Re: [RFC][PATCH] Per file dirty limit throttling

Previous thread: linux-next: build warning in Linus' tree by Stephen Rothwell on Sunday, August 15, 2010 - 9:00 pm. (1 message)

Next thread: linux-next: manual merge of the alacrity tree with Linus' tree by Stephen Rothwell on Sunday, August 15, 2010 - 9:19 pm. (1 message)
From: Nikanth Karthikesan
Date: Sunday, August 15, 2010 - 9:19 pm

When the total dirty pages exceed vm_dirty_ratio, the dirtier is made to do
the writeback. But this dirtier may not be the one who took the system to this
state.
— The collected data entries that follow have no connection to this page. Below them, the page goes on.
// === Module Header (agents-tooling) START ===
// header: Parsed by scripts/check_module_headers.sh for purpose/role presence; keep keys on single-line entries.
// purpose: Per-request orchestration: parse data, look up provider, resolve, classify color, render schema
// role: orchestration/badge
// inputs: raw `data` string, client identity (User-Agent), BadgeContext, Fetcher
// outputs: BadgeResponse (HTTP status + rendered badge)
// invariants:
// - Unparsable data never reaches the network and yields "malformed args"
// - Unknown provider yields "unsupported type" with grey color
// - Color is classified only when days is known and status is not a sentinel
// - HTTP status is 200 except for malformed data in strict mode (400)
// tie_breakers: contracts > orchestration > correctness > performance > minimal_diffs
// === Module Header END ===

use crate::color;
use crate::command;
use crate::config::BadgeContext;
use crate::fetch::Fetcher;
use crate::model::{BadgeResult, RenderedBadge, MALFORMED_ARGS, UNSUPPORTED_TYPE};
use crate::providers::{self, ProviderKind};
use crate::render;

#[derive(Debug, Clone, PartialEq, Eq)]
pub struct BadgeResponse {
  pub status_code: u16,
  pub body: RenderedBadge,
}

/// Resolve `data` into a fully populated badge.
pub fn build_badge(data: Option<&str>, ctx: &BadgeContext, fetcher: &dyn Fetcher) -> BadgeResult {
  // Phase 1: parse; early guard for absent/empty data
  let Some(desc) = command::parse(data) else {
    return BadgeResult::new(MALFORMED_ARGS);
  };

  tracing::debug!(provider = %desc.provider_tag, args = ?desc.args, "badge request");

  // Phase 2: registry lookup
  let Some(kind) = ProviderKind::from_tag(&desc.provider_tag) else {
    return BadgeResult::new(UNSUPPORTED_TYPE);
  };

  // Phase 3: resolve and classify
  let outcome = providers::resolve(kind, &desc.args, ctx, fetcher);
  let mut badge = BadgeResult::new(outcome.status_text);

  if let Some(days) = outcome.days {
    if badge.status != MALFORMED_ARGS && badge.status != UNSUPPORTED_TYPE {
      badge.color = color::classify(days).to_string();
    }
  }

  badge
}

pub fn respond(data: Option<&str>, user_agent: Option<&str>, ctx: &BadgeContext, fetcher: &dyn Fetcher) -> BadgeResponse {
  let badge = build_badge(data, ctx, fetcher);
  let status_code = if ctx.strict && command::parse(data).is_none() {
    400
  } else {
    200
  };

  BadgeResponse {
    status_code,
    body: render::render(badge, user_agent),
  }
}
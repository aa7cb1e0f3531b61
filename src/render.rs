use crate::model::{BadgeResult, RenderedBadge};

/// Client identities starting with this prefix get the Shields.io endpoint schema.
pub const SHIELDS_PREFIX: &str = "Shields.io";

pub fn wants_shields(user_agent: Option<&str>) -> bool {
  user_agent.is_some_and(|ua| ua.starts_with(SHIELDS_PREFIX))
}

pub fn render(badge: BadgeResult, user_agent: Option<&str>) -> RenderedBadge {
  if wants_shields(user_agent) {
    RenderedBadge::Shields(badge.into())
  } else {
    RenderedBadge::Default(badge)
  }
}
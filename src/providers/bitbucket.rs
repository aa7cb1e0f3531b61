//! Bitbucket Cloud 2.0: `GET https://api.bitbucket.org/2.0/repositories/{workspace}/{repo}/commits/{branch}?pagelen=1`.

use serde::Deserialize;

use super::{decode, optional, required, DataError, MissingArgs};
use crate::fetch::UpstreamRequest;

pub const NAME: &str = "bitbucket";

const DEFAULT_BRANCH: &str = "master";

#[derive(Debug, Deserialize)]
struct BitbucketPage {
  #[serde(default)]
  values: Option<Vec<BitbucketCommit>>,
}

#[derive(Debug, Deserialize)]
struct BitbucketCommit {
  #[serde(default)]
  date: Option<String>,
}

pub fn build_request(args: &[String]) -> Result<UpstreamRequest, MissingArgs> {
  let workspace = required(args, 0, NAME, "workspace")?;
  let repo = required(args, 1, NAME, "repo")?;
  let branch = optional(args, 2).unwrap_or(DEFAULT_BRANCH);

  Ok(UpstreamRequest::json(format!(
    "https://api.bitbucket.org/2.0/repositories/{}/{}/commits/{}?pagelen=1",
    workspace, repo, branch
  )))
}

pub fn commit_timestamp(body: serde_json::Value) -> Result<String, DataError> {
  // paged responses are always objects; serde would otherwise read a sequence as the struct
  if !body.is_object() {
    return Err(DataError::InvalidCommitData);
  }

  let page: BitbucketPage = decode(body)?;
  let first = page
    .values
    .unwrap_or_default()
    .into_iter()
    .next()
    .ok_or(DataError::NoCommits)?;

  first.date.ok_or(DataError::InvalidCommitData)
}
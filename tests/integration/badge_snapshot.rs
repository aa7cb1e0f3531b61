use serial_test::serial;

#[test]
#[serial]
fn github_default_badge_snapshot() {
  test_support::init_tracing();
  let _env = test_support::upstream_fixture("github/commits.json");

  let out = test_support::badge_cmd()
    .arg("github/octocat/Hello-World")
    .output()
    .unwrap();
  assert!(out.status.success());
  let v: serde_json::Value = serde_json::from_slice(&out.stdout).unwrap();

  insta::with_settings!({ sort_maps => true }, {
    insta::assert_json_snapshot!(v, @r###"
  {
    "color": "brightgreen",
    "status": "3 days ago",
    "subject": "last commit"
  }
  "###);
  });
}

#[test]
#[serial]
fn shields_error_badge_snapshot() {
  let _env = test_support::upstream_status("404");

  let out = test_support::badge_cmd()
    .args(["bitbucket/ws/gone", "--user-agent", "Shields.io/2003a"])
    .output()
    .unwrap();
  assert!(out.status.success());
  let v: serde_json::Value = serde_json::from_slice(&out.stdout).unwrap();

  insta::with_settings!({ sort_maps => true }, {
    insta::assert_json_snapshot!(v, @r###"
  {
    "color": "grey",
    "label": "last commit",
    "message": "bitbucket: repo not found",
    "schemaVersion": 1
  }
  "###);
  });
}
Instead, if we can track the dirty count per-file, we could throttle
the dirtier of a file, when the file's dirty pages exceed a certain limit.
Even though this dirtier may not be the one who dirtied the other pages of
this file, it is fair to throttle this process, as it uses that file.

This patch
1. Adds dirty page accounting per-file.
2. Exports the number of pages of this file in cache and no of pages dirty via
proc-fdinfo.
3. Adds a new tunable, /proc/sys/vm/file_dirty_bytes. When a files dirty data
exceeds this limit, the writeback of that inode is done by the current
dirtier.

This certainly will affect the throughput of certain heavy-dirtying workloads,
but should help for interactive systems.

Signed-off-by: Nikanth Karthikesan <knikanth@suse.de>

---

diff --git a/Documentation/sysctl/vm.txt b/Documentation/sysctl/vm.txt
index b606c2c..4f8bc06 100644
--- a/Documentation/sysctl/vm.txt
+++ b/Documentation/sysctl/vm.txt
@@ -133,6 +133,15 @@ Setting this to zero disables periodic writeback altogether.
 
 ==============================================================
 
+file_dirty_bytes
+
+When a files total dirty data exceeds file_dirty_bytes, the current generator
+of dirty data would be made to do the writeback of dirty pages of that file.
+
+0 disables this behaviour.
+
+==============================================================
+
 drop_caches
 
 Writing to this will cause the kernel to drop clean caches, dentries and
diff --git a/fs/proc/base.c b/fs/proc/base.c
index a1c43e7..23becb2 100644
--- a/fs/proc/base.c
+++ b/fs/proc/base.c
@@ -83,6 +83,8 @@
 #include <linux/pid_namespace.h>
 #include <linux/fs_struct.h>
 #include <linux/slab.h>
+#include <linux/pagemap.h>
+#include <linux/writeback.h>
 #include "internal.h"
 
 /* NOTE:
@@ -1791,7 +1793,7 @@ out:
 	return ~0U;
 }
 ...
From: Peter Zijlstra
Date: Monday, August 16, 2010 - 4:05 am

I'm not really charmed by this.. it adds another random variable to prod
at. Nor does it really tell me why you're wanting to do this. We already
have per-task invluence on the dirty limits, a task that sporadically
dirties pages (your vi) will already end up with a higher dirty limit


This seems wrong, wth are you doing it here and not in the generic

Idem, replicating that code at every site that can dirty a page is just
wrong, hook into the regular set_page_dirty()->balance_dirty_pages()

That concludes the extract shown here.